Tenía dos mensajes de Cindy:
"Tengo las llaves del coche" "Tienes la residencia libre"
¡No! Resoplé y me froté la frente.
—Creo que voy a irme —dije aunque no quería. Quería seguir hablando durante horas con Dante de las mismas tonterías—. Tengo que coger un taxi.
Dante miró los sofás vacíos y se estiró a mi lado. Hacía mucho tiempo que había dejado de beber y nos habíamos enzarzado tanto en hablar entre nosotros que estaba más despierta que nunca. Me rebusqué en el pequeño bolso, a penas me cabía el teléfono, el monedero y las llaves de la residencia. Y de repente sentí la mano caliente de mi jefe en mi cuerpo. La dejó caer en mi espalda baja y me puso tensa; era la primera vez que me tocaba. Levanté la cabeza y descubrí que me estaba mirando. Las luces de colores le golpeaban el rostro y no sé cómo pude mirarle tantos segundos a los ojos. Me apretó la mano en la espalda y me empujó para caminar. Yo le seguí. Cogió su chaqueta tirada en uno de los sofás y dejé que me guiara escaleras abajo esquivando gente hasta la salida. La discoteca empezaba a vaciarse pero estaba lloviendo así que la gente estaba postponiendo el momento. Sentí que me ponía su chaqueta por encima.
—Oh, no hace falta —dije, pero Dante la mantuvo en mis hombros.
—Déjatela puesta. Tengo el coche cerca.
Me soltó cuando salimos a la calle y caminamos deprisa una calle hasta llegar a un parking privado. Su deportivo estaba ahí aparcado y me intenté secar el pelo antes de montarme aunque los dos estábamos mojados. Me pregunté si a su mujer no le molestaría aquello. Sin embargo, me monté de copiloto.
—Bonito coche —alagué.
Dante estiró los dedos a la calefacción, se le marcaban las venas de los brazos y me parecía súper sexy.
—¿Sabes de coches? —me preguntó.
El motor del coche rugió al arrancar y me arrellané en el asiento dejando que la calefacción me abrigara.
—No —respondí—. A mi me vale con que me lleve de un sitio a otro.
Sonrió, era súper atractivo.

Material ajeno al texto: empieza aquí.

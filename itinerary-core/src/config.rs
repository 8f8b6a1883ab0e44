//! Global itinerary configuration.

use std::path::{Path, PathBuf};

use config::{Config, Environment, File};
use serde::{Deserialize, Serialize};

use crate::error::{ItineraryError, ItineraryResult};
use crate::store::JsonFileStore;

const DATA_FILE_NAME: &str = "trip-items.json";
const ENV_PREFIX: &str = "ITINERARY";

fn default_data_file() -> PathBuf {
    dirs::data_dir()
        .map(|dir| dir.join("itinerary").join(DATA_FILE_NAME))
        .unwrap_or_else(|| PathBuf::from("~/.itinerary").join(DATA_FILE_NAME))
}

/// Which view to show when no subcommand is given.
#[derive(Debug, Clone, Copy, Default, PartialEq, Eq, Serialize, Deserialize)]
#[serde(rename_all = "lowercase")]
pub enum DefaultView {
    #[default]
    Calendar,
    List,
}

/// Global configuration at ~/.config/itinerary/config.toml
///
/// Every key can be overridden with an `ITINERARY_`-prefixed environment
/// variable, e.g. `ITINERARY_DATA_FILE`.
#[derive(Debug, Serialize, Deserialize, Clone)]
pub struct ItineraryConfig {
    #[serde(default = "default_data_file")]
    pub data_file: PathBuf,

    #[serde(default)]
    pub default_view: DefaultView,
}

impl Default for ItineraryConfig {
    fn default() -> Self {
        ItineraryConfig {
            data_file: default_data_file(),
            default_view: DefaultView::default(),
        }
    }
}

impl ItineraryConfig {
    pub fn config_path() -> ItineraryResult<PathBuf> {
        let config_dir = dirs::config_dir()
            .ok_or_else(|| ItineraryError::Config("Could not determine config directory".into()))?
            .join("itinerary");

        Ok(config_dir.join("config.toml"))
    }

    /// Load ~/.config/itinerary/config.toml, creating a commented default file
    /// on first run.
    pub fn load() -> ItineraryResult<Self> {
        let config_path = Self::config_path()?;

        if !config_path.exists() {
            Self::create_default_config(&config_path)?;
        }

        Self::load_from(&config_path)
    }

    /// Load from an explicit file plus environment overrides. A missing file
    /// yields the defaults.
    pub fn load_from(path: &Path) -> ItineraryResult<Self> {
        Config::builder()
            .add_source(File::from(path.to_path_buf()).required(false))
            .add_source(Environment::with_prefix(ENV_PREFIX))
            .build()
            .map_err(|e| ItineraryError::Config(e.to_string()))?
            .try_deserialize()
            .map_err(|e| ItineraryError::Config(e.to_string()))
    }

    /// The data file with `~` expanded.
    pub fn data_path(&self) -> PathBuf {
        expand_path(&self.data_file)
    }

    pub fn store(&self) -> JsonFileStore {
        JsonFileStore::new(self.data_path())
    }

    /// Create a default config file with all options commented out.
    pub fn create_default_config(path: &Path) -> ItineraryResult<()> {
        let defaults = ItineraryConfig::default();
        let example = toml::to_string_pretty(&defaults)
            .map_err(|e| ItineraryError::Serialization(e.to_string()))?;

        let commented: String = example
            .lines()
            .map(|line| if line.is_empty() { "\n".to_string() } else { format!("# {line}\n") })
            .collect();

        let contents = format!(
            "\
# itinerary configuration
#
# data_file: where trip items are stored
# default_view: \"calendar\" or \"list\", shown when no command is given

{commented}"
        );

        if let Some(parent) = path.parent() {
            std::fs::create_dir_all(parent).map_err(|e| {
                ItineraryError::Config(format!("Could not create config directory: {e}"))
            })?;
        }

        std::fs::write(path, contents)
            .map_err(|e| ItineraryError::Config(format!("Could not write config file: {e}")))?;

        Ok(())
    }
}

/// Expand a leading `~` to the home directory.
pub fn expand_path(path: &Path) -> PathBuf {
    PathBuf::from(shellexpand::tilde(&path.to_string_lossy()).into_owned())
}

Y se sabía el camino hasta el campus así que retomamos una conversación sobre gustos musicales cuando encendió la radio.
—¿Esa es tu mejor banda? ¿Es que no has escuchado Queen?
Levantó una ceja y me miró de reojo.
—¿Queen? Eres muy típica, lo sabes ¿verdad?
—¿Típica? Es una banda histórica, Dante.
—Los Beatles son mejor.
—Son buenos, pero no tanto —sentencié.
Puede que no tuviéramos mucho en común, casi nada, él y yo éramos de mundos distintos pero sentía que entre los dos había una buena conexión. Como amigos, claro, porque estaba casado.
Entró en el campus y la lluvia golpeó con más fuerza el coche. No quedaba ni un alumno por la calle y le tuve que indicar el camino a la residencia femenina, pasamos por delante de la facultad de ciencias y empezó a frenar para girar en la calle de las residencias. Me quité su chaqueta que seguía mojada y se me puso la piel de gallina por el frío. Sin pensarlo, me incliné sobre las marchas del deportivo y le di un beso en la mejilla para despedirme. Se tensó y giró la cabeza. Y tenía la cabeza echa un embrollo por el alcohol, el cansacio, la euforia de la fiesta...
Sé que Dante giró la cabeza y su nariz rozó la mía, su aliento se mezcló con el mío y levantó la mano hasta mi cuello. << ¿Qué vas a hacerme? >> Tenía el corazón machacándome el pecho y me cosquilleaba todo el cuerpo. No estaba pensando en nada, tenía los pensamientos mezclados entre ellos y nada me parecía bien, nada me parecía mal.
Noté cómo se enredaba mi pelo entre los dedos. No me dio tiempo a parpadear. Me besó. Me empujó contra él y abrí los labios para que encajaran con los suyos. << ¡AAAHHH! >> Estaba gritando por dentro pero me dejé llevar. No tenía razocinio. Se me nubló la mente, todo alrededor, estaba tan embaucada por él que cuando me quise dar cuenta estábamos en mi habitación, tirados en mi cama.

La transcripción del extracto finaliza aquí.